The default value is three connections. The value must be less than max_connections. This parameter can only be set at server start.

unix_socket_directories (string)

Specifies the directory of the Unix-domain socket(s) on which the server is to listen for connections from client applications. Multiple sockets can be created by listing multiple directories separated by commas. Whitespace between entries is ignored; surround a directory name with double quotes if you need to include whitespace or commas in the name. An empty value specifies not listening on any Unix-domain sockets, in which case only TCP/IP sockets can be used to connect to the server. The default value is normally /tmp, but that can be changed at build time. On Windows, the default is empty, which means no Unix-domain socket is created by default. This parameter can only be set at server start.

In addition to the socket file itself, which is named .s.PGSQL.nnnn where nnnn is the server’s port number, an ordinary file named .s.PGSQL.nnnn.lock will be created in each of the unix_socket_directories directories. Neither file should ever be removed manually.

unix_socket_group (string)

Sets the owning group of the Unix-domain socket(s). (The owning user of the sockets is always the user that starts the server.) In combination with the parameter unix_socket_permissions this can be used as an additional access control mechanism for Unix-domain connections. By default this is the empty string, which uses the default group of the server user. This parameter can only be set at server start.

This parameter is not supported on Windows. Any setting will be ignored.

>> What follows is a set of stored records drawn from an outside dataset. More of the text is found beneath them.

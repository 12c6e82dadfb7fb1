//! inversion::batch — many independent retrievals over one shared setup.
//!
//! Purpose
//! -------
//! Run one [`Inverter`] over a slice of per-pixel requests in parallel and
//! turn the per-pixel results into quality classes, the way a retrieval
//! orchestration layer consumes the engine.
//!
//! Key behaviors
//! -------------
//! - [`invert_batch`] maps requests to results with `rayon`; results keep
//!   the order of the requests and failures stay per pixel.
//! - [`PixelQuality::classify`] sorts a result into converged, not
//!   converged, or invalid (with the error category).
//! - [`BatchSummary`] counts the classes for reporting.
//!
//! Invariants & assumptions
//! ------------------------
//! - Each `invert` call owns its iteration state; the inverter, the model,
//!   and the bounds are only read. No locks are taken.
//!
//! Testing notes
//! -------------
//! - Unit tests mix valid, non-converging, and singular requests and check
//!   ordering, classification, and counts.
use crate::inversion::{
    engine::{InversionOutcome, Inverter, RetrievalRequest},
    errors::{ErrorKind, InvResult},
    forward::ForwardModel,
};
use rayon::prelude::*;
use tracing::debug;

/// Per-pixel quality class.
#[derive(Debug, Clone, Copy, PartialEq, Eq)]
pub enum PixelQuality {
    Converged,
    NotConverged,
    Invalid(ErrorKind),
}

impl PixelQuality {
    pub fn classify(result: &InvResult<InversionOutcome>) -> Self {
        match result {
            Ok(outcome) if outcome.converged => PixelQuality::Converged,
            Ok(_) => PixelQuality::NotConverged,
            Err(err) => PixelQuality::Invalid(err.kind()),
        }
    }
}

/// Counts of each quality class over a batch.
#[derive(Debug, Clone, Copy, PartialEq, Eq, Default)]
pub struct BatchSummary {
    pub total: usize,
    pub converged: usize,
    pub not_converged: usize,
    pub invalid_configuration: usize,
    pub singular: usize,
    pub model_failure: usize,
}

impl BatchSummary {
    pub fn from_results(results: &[InvResult<InversionOutcome>]) -> Self {
        results.iter().map(PixelQuality::classify).fold(Self::default(), |mut acc, quality| {
            acc.total += 1;
            match quality {
                PixelQuality::Converged => acc.converged += 1,
                PixelQuality::NotConverged => acc.not_converged += 1,
                PixelQuality::Invalid(ErrorKind::InvalidConfiguration) => acc.invalid_configuration += 1,
                PixelQuality::Invalid(ErrorKind::SingularMatrix) => acc.singular += 1,
                PixelQuality::Invalid(ErrorKind::ModelFailure) => acc.model_failure += 1,
            }
            acc
        })
    }

    pub fn invalid(&self) -> usize {
        self.invalid_configuration + self.singular + self.model_failure
    }
}

/// Invert every request in parallel, preserving order.
pub fn invert_batch<F: ForwardModel + ?Sized>(
    inverter: &Inverter<'_, F>, requests: &[RetrievalRequest],
) -> Vec<InvResult<InversionOutcome>> {
    let results: Vec<_> = requests.par_iter().map(|request| inverter.invert(request)).collect();
    if tracing::enabled!(tracing::Level::DEBUG) {
        let summary = BatchSummary::from_results(&results);
        debug!(
            total = summary.total,
            converged = summary.converged,
            not_converged = summary.not_converged,
            invalid = summary.invalid(),
            "batch finished"
        );
    }
    results
}
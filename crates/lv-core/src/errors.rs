//! Error types for localvol-rs.
//!
//! Every fallible operation in the workspace returns the single
//! `thiserror`-derived [`Error`] enum.  Construction-time malformations
//! (curves, grids, market inputs) fail fast; simulation failures abort the
//! whole pricing call.  Numerical clamps are *not* errors, see
//! [`crate::clamp`].

use thiserror::Error;

/// The top-level error type used throughout localvol-rs.
#[derive(Debug, Error, Clone, PartialEq)]
pub enum Error {
    /// Malformed term-structure input (mismatched lengths, non-increasing
    /// times, non-finite samples).
    #[error("invalid curve: {0}")]
    InvalidCurve(String),

    /// The implied-volatility grid is too sparse for a bivariate fit.
    #[error(
        "insufficient grid: need at least 2 maturities and 2 strikes, \
         got {maturities} maturities and {strikes} strikes"
    )]
    InsufficientGrid {
        /// Number of distinct maturities in the grid.
        maturities: usize,
        /// Number of distinct strikes in the grid.
        strikes: usize,
    },

    /// Non-finite local volatility or price encountered while advancing
    /// paths.
    #[error("simulation error: {0}")]
    Simulation(String),

    /// Invalid argument.
    #[error("invalid argument: {0}")]
    InvalidArgument(String),

    /// Settings could not be parsed.
    #[error("configuration error: {0}")]
    Config(String),

    /// Precondition violated (see [`ensure!`](crate::ensure)).
    #[error("precondition not satisfied: {0}")]
    Precondition(String),
}

/// Shorthand `Result` type used throughout localvol-rs.
pub type Result<T, E = Error> = std::result::Result<T, E>;

/// Returns `Err(Error::Precondition(...))` if `$cond` is false.
///
/// # Example
/// ```
/// use lv_core::{ensure, errors::Error};
/// fn positive(x: f64) -> lv_core::errors::Result<f64> {
///     ensure!(x > 0.0, "x must be positive, got {x}");
///     Ok(x)
/// }
/// assert!(positive(1.0).is_ok());
/// assert!(positive(-1.0).is_err());
/// ```
#[macro_export]
macro_rules! ensure {
    ($cond:expr, $($msg:tt)*) => {
        if !$cond {
            return Err($crate::errors::Error::Precondition(
                format!($($msg)*)
            ));
        }
    };
}

/// Returns `Err($variant(...))` if `$cond` is false, for any single-`String`
/// variant of [`Error`].
///
/// # Example
/// ```
/// use lv_core::{require, errors::Error};
/// fn check(times: &[f64]) -> lv_core::errors::Result<()> {
///     require!(!times.is_empty(), Error::InvalidCurve, "no samples");
///     Ok(())
/// }
/// assert_eq!(check(&[]), Err(Error::InvalidCurve("no samples".into())));
/// ```
#[macro_export]
macro_rules! require {
    ($cond:expr, $variant:path, $($msg:tt)*) => {
        if !$cond {
            return Err($variant(format!($($msg)*)));
        }
    };
}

unix_socket_permissions (integer)

Sets the access permissions of the Unix-domain socket(s). Unix-domain sockets use the usual Unix file system permission set. The parameter value is expected to be a numeric mode specified in the format accepted by the chmod and umask system calls. (To use the customary octal format the number must start with a 0 (zero).)

The default permissions are 0777, meaning anyone can connect. Reasonable alternatives are 0770 (only user and group, see also unix_socket_group) and 0700 (only user). (Note that for a Unix-domain socket, only write permission matters, so there is no point in setting or revoking read or execute permissions.)

This parameter can only be set at server start.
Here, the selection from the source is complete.